#### Records for this task ####

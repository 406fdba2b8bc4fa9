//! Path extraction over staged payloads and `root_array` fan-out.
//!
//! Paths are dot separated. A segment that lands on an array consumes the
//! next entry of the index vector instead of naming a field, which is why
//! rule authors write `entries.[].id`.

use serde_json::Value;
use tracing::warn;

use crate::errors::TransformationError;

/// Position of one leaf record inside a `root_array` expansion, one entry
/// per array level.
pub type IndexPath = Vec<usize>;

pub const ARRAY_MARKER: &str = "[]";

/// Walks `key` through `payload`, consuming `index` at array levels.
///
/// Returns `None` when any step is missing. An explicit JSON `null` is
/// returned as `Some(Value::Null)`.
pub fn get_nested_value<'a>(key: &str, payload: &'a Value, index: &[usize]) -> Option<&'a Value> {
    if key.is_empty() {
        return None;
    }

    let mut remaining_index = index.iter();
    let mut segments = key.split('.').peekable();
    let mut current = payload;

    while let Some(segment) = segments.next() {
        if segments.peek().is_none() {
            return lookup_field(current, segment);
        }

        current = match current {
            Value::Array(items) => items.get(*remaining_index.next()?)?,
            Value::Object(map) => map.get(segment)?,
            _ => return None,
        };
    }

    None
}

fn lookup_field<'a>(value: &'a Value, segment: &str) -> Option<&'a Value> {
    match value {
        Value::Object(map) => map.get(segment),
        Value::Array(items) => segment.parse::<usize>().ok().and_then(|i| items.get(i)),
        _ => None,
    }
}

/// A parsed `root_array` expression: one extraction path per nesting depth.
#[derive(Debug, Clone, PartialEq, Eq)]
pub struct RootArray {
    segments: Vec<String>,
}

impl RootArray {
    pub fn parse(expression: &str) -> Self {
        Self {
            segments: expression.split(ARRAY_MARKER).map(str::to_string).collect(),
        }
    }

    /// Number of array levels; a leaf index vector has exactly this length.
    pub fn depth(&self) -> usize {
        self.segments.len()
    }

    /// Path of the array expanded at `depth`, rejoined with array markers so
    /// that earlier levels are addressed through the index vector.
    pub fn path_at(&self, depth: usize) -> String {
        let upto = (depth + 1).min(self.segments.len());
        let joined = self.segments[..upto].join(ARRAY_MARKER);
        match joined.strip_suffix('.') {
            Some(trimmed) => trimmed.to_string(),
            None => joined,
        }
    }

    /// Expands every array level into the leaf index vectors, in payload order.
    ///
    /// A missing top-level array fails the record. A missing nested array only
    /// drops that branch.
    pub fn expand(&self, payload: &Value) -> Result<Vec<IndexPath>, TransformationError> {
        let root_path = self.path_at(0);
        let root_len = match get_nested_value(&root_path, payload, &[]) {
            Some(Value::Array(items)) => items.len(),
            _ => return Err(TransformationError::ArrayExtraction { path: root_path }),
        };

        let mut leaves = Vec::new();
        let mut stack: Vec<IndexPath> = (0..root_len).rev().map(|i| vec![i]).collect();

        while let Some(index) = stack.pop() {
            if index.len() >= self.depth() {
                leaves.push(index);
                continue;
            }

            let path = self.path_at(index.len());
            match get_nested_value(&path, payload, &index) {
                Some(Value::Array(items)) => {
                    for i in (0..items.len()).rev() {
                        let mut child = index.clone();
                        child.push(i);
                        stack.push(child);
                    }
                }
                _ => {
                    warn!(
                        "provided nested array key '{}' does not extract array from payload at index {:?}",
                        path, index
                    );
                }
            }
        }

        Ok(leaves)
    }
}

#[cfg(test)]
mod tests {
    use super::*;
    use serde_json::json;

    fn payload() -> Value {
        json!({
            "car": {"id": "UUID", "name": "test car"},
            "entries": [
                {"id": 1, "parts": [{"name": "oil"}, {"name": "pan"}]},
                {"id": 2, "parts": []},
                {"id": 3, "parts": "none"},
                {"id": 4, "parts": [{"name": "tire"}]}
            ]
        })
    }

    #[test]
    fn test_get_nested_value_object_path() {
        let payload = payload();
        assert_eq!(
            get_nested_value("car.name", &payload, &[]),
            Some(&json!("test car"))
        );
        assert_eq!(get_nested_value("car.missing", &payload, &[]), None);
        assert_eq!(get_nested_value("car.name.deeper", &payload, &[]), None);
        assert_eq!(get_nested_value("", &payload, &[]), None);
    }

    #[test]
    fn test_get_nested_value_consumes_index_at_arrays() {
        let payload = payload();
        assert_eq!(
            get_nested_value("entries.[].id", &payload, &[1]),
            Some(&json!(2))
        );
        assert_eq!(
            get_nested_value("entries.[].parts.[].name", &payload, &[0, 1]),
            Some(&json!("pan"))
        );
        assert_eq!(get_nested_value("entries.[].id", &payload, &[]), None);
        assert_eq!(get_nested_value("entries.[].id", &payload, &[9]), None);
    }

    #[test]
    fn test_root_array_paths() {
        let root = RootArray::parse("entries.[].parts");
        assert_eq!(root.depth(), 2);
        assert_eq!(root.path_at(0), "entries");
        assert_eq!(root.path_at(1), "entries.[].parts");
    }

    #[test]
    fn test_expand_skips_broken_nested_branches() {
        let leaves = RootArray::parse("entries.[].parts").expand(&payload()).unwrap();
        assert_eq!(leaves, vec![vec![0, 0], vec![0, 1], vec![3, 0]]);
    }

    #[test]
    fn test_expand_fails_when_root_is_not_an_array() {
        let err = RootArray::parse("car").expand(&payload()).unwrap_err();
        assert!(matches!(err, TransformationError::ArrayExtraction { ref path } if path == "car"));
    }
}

####

- Work instructions -
Scan the lines above for the word "split" and copy every one where it occurs.

- Response -
    let mut segments = key.split('.').peekable();
            segments: expression.split(ARRAY_MARKER).map(str::to_string).collect(),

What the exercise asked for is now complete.